W. Tyler Mehler

I became an avid fisherman at a young age (although never a good one) and liked to find and/or catch the different organisms that were associated with each ecosystem, whether it be invertebrates, frogs, and or fish.

W. Tyler Mehler is investigating the suitability of using fish embryos to assess the toxicity of aquatic environments.

Having grown up in the rural areas of Illinois in the United States, I have always been fond of the outdoors and the environment. It was pretty early on that I realised I wanted to work in this setting. Additionally, I became an avid fisherman at a young age (although never a good one) and liked to find and/or catch the different organisms that were associated with each ecosystem, whether it be invertebrates, frogs, and or fish. It wasn't until college that I realised that I could make a profession out of my interests in the field of aquatic toxicology, to study how we as a society can impact these ecosystems.

In the past my research has utilised species that have been worked in the past (two invertebrate species), but being awarded the Jasper Loftus-Hills Award will allow me to investigate a very promising vertebrate species which not has been worked with in this capacity; fish embryos. The use of native fish embryos in Toxicity Identification Values would be beneficial for many reasons including: higher degree sensitivity, quicker results, use of a vertebrate species, and more appeal to the public.

Recently, I went to China to visit with three institutions to discuss my research as well as possible collaborations.
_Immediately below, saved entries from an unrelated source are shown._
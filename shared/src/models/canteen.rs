//! Canteen Model

use serde::{Deserialize, Serialize};

/// Canteen entity
#[derive(Debug, Clone, PartialEq, Serialize, Deserialize)]
pub struct Canteen {
    pub id: i64,
    /// Canonical name, also the translation key
    pub name: String,
    #[serde(default)]
    pub location: Option<String>,
    #[serde(default)]
    pub description: Option<String>,
}
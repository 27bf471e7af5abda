//! Canteen ordering shell
//!
//! Interactive stand-in for the ordering page: browse canteens, compose a
//! cart and check out against a canteen service.

use anyhow::Context;
use canteen_app::config::{ENV_BASE_URL, ENV_DATA_DIR, ENV_LANG};
use canteen_app::shell::{Command, Shell, parse_command};
use canteen_app::{AppConfig, FilePreferenceStore, OrderingSession, logging};
use canteen_client::HttpCanteenClient;
use clap::Parser;
use shared::DisplayLanguage;
use std::path::PathBuf;
use std::sync::Arc;
use tokio::io::{AsyncBufReadExt, AsyncWriteExt, BufReader};

#[derive(Parser, Debug)]
#[command(name = "canteen", version, about = "Canteen ordering shell")]
struct Cli {
    /// Directory for config, preferences and logs
    #[arg(long, env = ENV_DATA_DIR, default_value = "./data")]
    data_dir: PathBuf,

    /// Canteen API base URL
    #[arg(long, env = ENV_BASE_URL)]
    base_url: Option<String>,

    /// Display language used when none is stored (zh | en)
    #[arg(long, env = ENV_LANG)]
    lang: Option<DisplayLanguage>,

    /// Request timeout in seconds
    #[arg(long)]
    timeout: Option<u64>,
}

#[tokio::main]
async fn main() -> anyhow::Result<()> {
    dotenvy::dotenv().ok();
    let cli = Cli::parse();

    let mut config = AppConfig::load_or_init(&cli.data_dir)
        .context("Failed to load config")?
        .apply_env()
        .context("Invalid environment configuration")?;
    config.data_dir = cli.data_dir.clone();
    if let Some(base_url) = cli.base_url {
        config.base_url = base_url;
    }
    if let Some(lang) = cli.lang {
        config.default_language = lang;
    }
    if let Some(timeout) = cli.timeout {
        config.timeout_secs = timeout;
    }

    let _log_guard = logging::init(&config.log_dir()).context("Failed to initialize logging")?;
    tracing::info!(base_url = %config.base_url, data_dir = %config.data_dir.display(), "Canteen shell starting");

    let client = HttpCanteenClient::new(&config.client_config()).context("Failed to build HTTP client")?;
    let store = Arc::new(FilePreferenceStore::new(config.preferences_path()));
    let session = OrderingSession::new(Arc::new(client), store, &config);
    let shell = Shell::new(session);

    let mut stdout = tokio::io::stdout();
    stdout
        .write_all(shell.session().render().await.to_string().as_bytes())
        .await?;

    let mut lines = BufReader::new(tokio::io::stdin()).lines();
    loop {
        stdout.write_all(b"> ").await?;
        stdout.flush().await?;

        let Some(line) = lines.next_line().await? else {
            break;
        };
        let output = match parse_command(&line) {
            Ok(None) => continue,
            Ok(Some(Command::Quit)) => break,
            Ok(Some(command)) => match shell.execute(command).await {
                Ok(text) => text,
                Err(e) => format!("{}\n", shell.describe_error(&e).await),
            },
            Err(e) => format!("{}\n", shell.describe_error(&e).await),
        };
        stdout.write_all(output.as_bytes()).await?;
    }

    tracing::info!("Canteen shell exiting");
    Ok(())
}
It was a great experience, one in which I learned not only about my field of science, but also about culture and work/life balance. I believe this trip benefited me not only professionally, but also personally.

From my experience, the student/professor relationship can be one that is not as much supervisory (unless it needs to be), but rather one where you work together as colleagues. I think is very valuable to the student and encourages them to be more forward without as much pressure.